Si je m’inspire de la triade nolletienne, on peut les sensibiliser. Ça se fait. On peut inciter : ça ne se fait pas encore au niveau des matériaux de construction, pas de prime ni de pénalité financière. On peut légiférer et rendre obligatoires certains standards de construction : ça se fait pour la consommation énergétique des bâtiments, pas encore pour la construction et la démolition.

Au niveau de la mise en capacité, on peut faire de la recherche, ça se fait. On peut faire de la formation, ça se fait mais trop peu.

Et il manque toujours un financement suffisant pour saisir les bénéfices marginaux énormes de la transition du bâtiment vers la durabilité. Une banque européenne de la construction et de la rénovation durable qui octroie des prêts à taux zéro à tous les citoyens et acteurs publics d’Europe, si nécessaire via les acteurs financiers locaux.

Mais il faudra, au niveau européen pour être efficace, interdire ou taxer significativement les matériaux, techniques et pratiques non durables, et rendre obligatoire ou subsidier significativement les matériaux, techniques et pratiques durables. Sinon, on restera toujours dépendant de la bonne volonté de certains entrepreneurs environnementalistes et de leurs clients. Et les initiatives de niches, resteront dans leur niche.

Sauf quand nous serons arrivés à la contrainte biophysique, le Marché n’internalisera pas les coûts externes de lui-même. Et avec les seuils d’irréversibilité bien connus dans le système biophysique, il sera trop tard. Le seul mécanisme qui sembler provoquer un début d’internalisation sans action de l’Etat, c’est celui de l’assurance, via les grands réassureurs internationaux qui connaissent et tarifient le risque, y compris environnemental. Mais ça ne donne pas encore de signal suffisant face au risque du long terme.

Si le Marché ne donne pas le bon signal, l’Etat doit donner ce signal lui-même.

Il l’a déjà fait pour les CFC qui détruisent la couche d’ozone, pour l’amiante, la cigarette et la pollution de l’air qui provoquent des cancers, pour les substances chimiques qui polluent les réserves d’eau potable. Et le Marché y a gagné, puisque les acteurs économiques qui respectent la norme et le bien-être des gens ont pu valoriser la qualité de leurs produits et services sans devoir subir la loi du moins-disant. Le Marché a besoin d’un arbitre, et de l’Etat de droit pour fonctionner.

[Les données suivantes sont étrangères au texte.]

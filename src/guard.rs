//! Scope-bound resources with guaranteed release.

use std::fmt;
use std::fs::File;
use std::io::{BufWriter, Write};
use std::mem;
use std::path::{Path, PathBuf};

use tracing::{debug, trace, warn};

use crate::error::{Error, Result};
use crate::platform::{self, ResourceId};
use crate::release::{DefaultRelease, Release};
use crate::types::{FileOptions, GuardStatus};

enum State<R> {
    Open(R),
    Failed(Error),
    Released,
}

/// Binds a resource to a lexical scope.
///
/// The release function runs exactly once when the guard goes out of
/// scope, whichever way the scope is left: normal exit, early return, `?`
/// propagation, or unwinding. A guard whose acquisition failed records the
/// error instead of returning it; every later operation on it is a no-op
/// that reports [`Error::NotOpen`].
///
/// # Example
///
/// ```
/// use lifecycle::{CountingRelease, ScopedGuard};
///
/// let closed = CountingRelease::new();
/// {
///     let mut guard = ScopedGuard::new(Vec::<u8>::new(), closed.clone());
///     guard.act(|buf| buf.extend_from_slice(b"data"))?;
/// }
/// assert_eq!(closed.count(), 1);
/// # Ok::<(), lifecycle::Error>(())
/// ```
pub struct ScopedGuard<R, D: Release<R> = DefaultRelease> {
    id: ResourceId,
    state: State<R>,
    releaser: D,
}

impl<R, D: Release<R>> ScopedGuard<R, D> {
    /// Guard an already-acquired resource.
    pub fn new(resource: R, releaser: D) -> Self {
        let id = ResourceId::next();
        trace!(%id, "scoped resource bound");
        Self {
            id,
            state: State::Open(resource),
            releaser,
        }
    }

    /// Guard the outcome of an acquisition attempt.
    ///
    /// A failed attempt does not fail construction; it is observable
    /// through [`status`](Self::status) and [`error`](Self::error).
    pub fn acquire(outcome: Result<R>, releaser: D) -> Self {
        match outcome {
            Ok(resource) => Self::new(resource, releaser),
            Err(err) => {
                warn!(error = %err, "scoped resource not acquired");
                Self {
                    id: ResourceId::invalid(),
                    state: State::Failed(err),
                    releaser,
                }
            }
        }
    }

    /// Current lifecycle state.
    pub fn status(&self) -> GuardStatus {
        match self.state {
            State::Open(_) => GuardStatus::Open,
            State::Failed(_) => GuardStatus::Failed,
            State::Released => GuardStatus::Released,
        }
    }

    /// Check if the resource is held.
    pub fn is_open(&self) -> bool {
        self.status().is_open()
    }

    /// The acquisition error, if acquisition failed.
    pub fn error(&self) -> Option<&Error> {
        match &self.state {
            State::Failed(err) => Some(err),
            _ => None,
        }
    }

    /// Identity of the guarded resource, invalid if acquisition failed.
    pub fn id(&self) -> ResourceId {
        self.id
    }

    /// Borrow the resource while it is held.
    pub fn get(&self) -> Option<&R> {
        match &self.state {
            State::Open(resource) => Some(resource),
            _ => None,
        }
    }

    /// Mutably borrow the resource while it is held.
    pub fn get_mut(&mut self) -> Option<&mut R> {
        match &mut self.state {
            State::Open(resource) => Some(resource),
            _ => None,
        }
    }

    /// Run `f` on the resource.
    ///
    /// Returns [`Error::NotOpen`] without calling `f` if the guard failed
    /// to acquire its resource or has released it.
    pub fn act<U, F>(&mut self, f: F) -> Result<U>
    where
        F: FnOnce(&mut R) -> U,
    {
        if let State::Open(resource) = &mut self.state {
            return Ok(f(resource));
        }
        warn!(id = %self.id, status = ?self.status(), "operation on unopened resource ignored");
        Err(Error::NotOpen)
    }

    /// Release the resource before the end of the scope.
    ///
    /// Does nothing if the resource is not held.
    pub fn release(&mut self) {
        if let State::Open(resource) = self.take_open() {
            trace!(id = %self.id, "scoped resource released");
            self.releaser.release(resource);
        }
    }

    /// Hand the resource back without running the release function.
    pub fn into_inner(mut self) -> Option<R> {
        match self.take_open() {
            State::Open(resource) => Some(resource),
            _ => None,
        }
    }

    /// Move an open resource out, leaving `Released`. Other states are left
    /// untouched and `Released` is returned.
    fn take_open(&mut self) -> State<R> {
        match self.state {
            State::Open(_) => mem::replace(&mut self.state, State::Released),
            _ => State::Released,
        }
    }
}

impl<R, D: Release<R>> Drop for ScopedGuard<R, D> {
    fn drop(&mut self) {
        self.release();
    }
}

impl<R, D: Release<R>> fmt::Debug for ScopedGuard<R, D> {
    fn fmt(&self, f: &mut fmt::Formatter<'_>) -> fmt::Result {
        f.debug_struct("ScopedGuard")
            .field("id", &self.id)
            .field("status", &self.status())
            .field("error", &self.error())
            .finish()
    }
}

/// Closes a file guard's writer.
#[derive(Debug, Clone)]
pub struct CloseFile {
    path: PathBuf,
    sync: bool,
}

impl Release<BufWriter<File>> for CloseFile {
    fn release(&mut self, writer: BufWriter<File>) {
        // Errors cannot be reported from a scope exit.
        match platform::fs::close(writer, self.sync) {
            Ok(()) => debug!(path = %self.path.display(), "file closed"),
            Err(err) => warn!(path = %self.path.display(), error = %err, "file close failed"),
        }
    }
}

/// A file opened for writing and closed when the guard leaves scope.
///
/// # Example
///
/// ```no_run
/// use lifecycle::FileGuard;
///
/// {
///     let mut out = FileGuard::create("example.txt");
///     out.write_line("Hello, guarded file!")?;
/// } // closed here
/// # Ok::<(), lifecycle::Error>(())
/// ```
pub type FileGuard = ScopedGuard<BufWriter<File>, CloseFile>;

impl ScopedGuard<BufWriter<File>, CloseFile> {
    /// Open `path` for writing, truncating any existing contents.
    pub fn create(path: impl AsRef<Path>) -> Self {
        Self::open_with(path, FileOptions::default())
    }

    /// Open `path` according to `options`.
    ///
    /// Never fails: an open failure leaves the guard in
    /// [`GuardStatus::Failed`] with an [`Error::OpenFailure`].
    pub fn open_with(path: impl AsRef<Path>, options: FileOptions) -> Self {
        let path = path.as_ref();
        let releaser = CloseFile {
            path: path.to_path_buf(),
            sync: options.sync_on_close,
        };
        Self::acquire(platform::fs::open(path, &options), releaser)
    }

    /// Path the guard was opened with.
    pub fn path(&self) -> &Path {
        &self.releaser.path
    }

    /// Write `text` followed by a newline.
    pub fn write_line(&mut self, text: &str) -> Result<()> {
        self.act(|w| writeln!(w, "{text}"))??;
        Ok(())
    }

    /// Write raw bytes.
    pub fn write_all(&mut self, bytes: &[u8]) -> Result<()> {
        self.act(|w| w.write_all(bytes))??;
        Ok(())
    }

    /// Close the file now, reporting flush and sync errors.
    ///
    /// This is called automatically on drop, where errors are logged and
    /// ignored. Does nothing if the file is not open.
    pub fn close(&mut self) -> Result<()> {
        match self.take_open() {
            State::Open(writer) => {
                platform::fs::close(writer, self.releaser.sync)?;
                debug!(path = %self.releaser.path.display(), "file closed");
                Ok(())
            }
            _ => Ok(()),
        }
    }
}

Cela est vrai pour tout ce qui nous occupe chez Ecolo mais aussi chez d’autres penseurs comme Paul Jorion : la régulation de la finance, la régulation de la complexité et la réduction des inégalités.

Mais comment éviter alors tous les risques de l’interventionnisme étatique, bien connus : surproduction, pénurie, pratiques mafieuses, travail au noir, bulles des mécanismes financiers publics … ?

Une voie prometteuse est la gouvernance réflexive. Cet outil est suffisamment souple pour offrir des perspectives de transition effective à moyen terme. Il opère comme l’Etat ne peut opérer : il part des acteurs eux-mêmes pour créer des solutions inédites. L’Etat, plutôt que d’échouer à contrôler la transition, peut réussir à lui offrir les conditions propices d’émergence en promouvant la gouvernance réflexive.

L’intervention de l’Etat dans le Marché, pour assurer la transition de nos économies, de nos sociétés, vers un développement durable fort, est dans tous les cas, indispensable.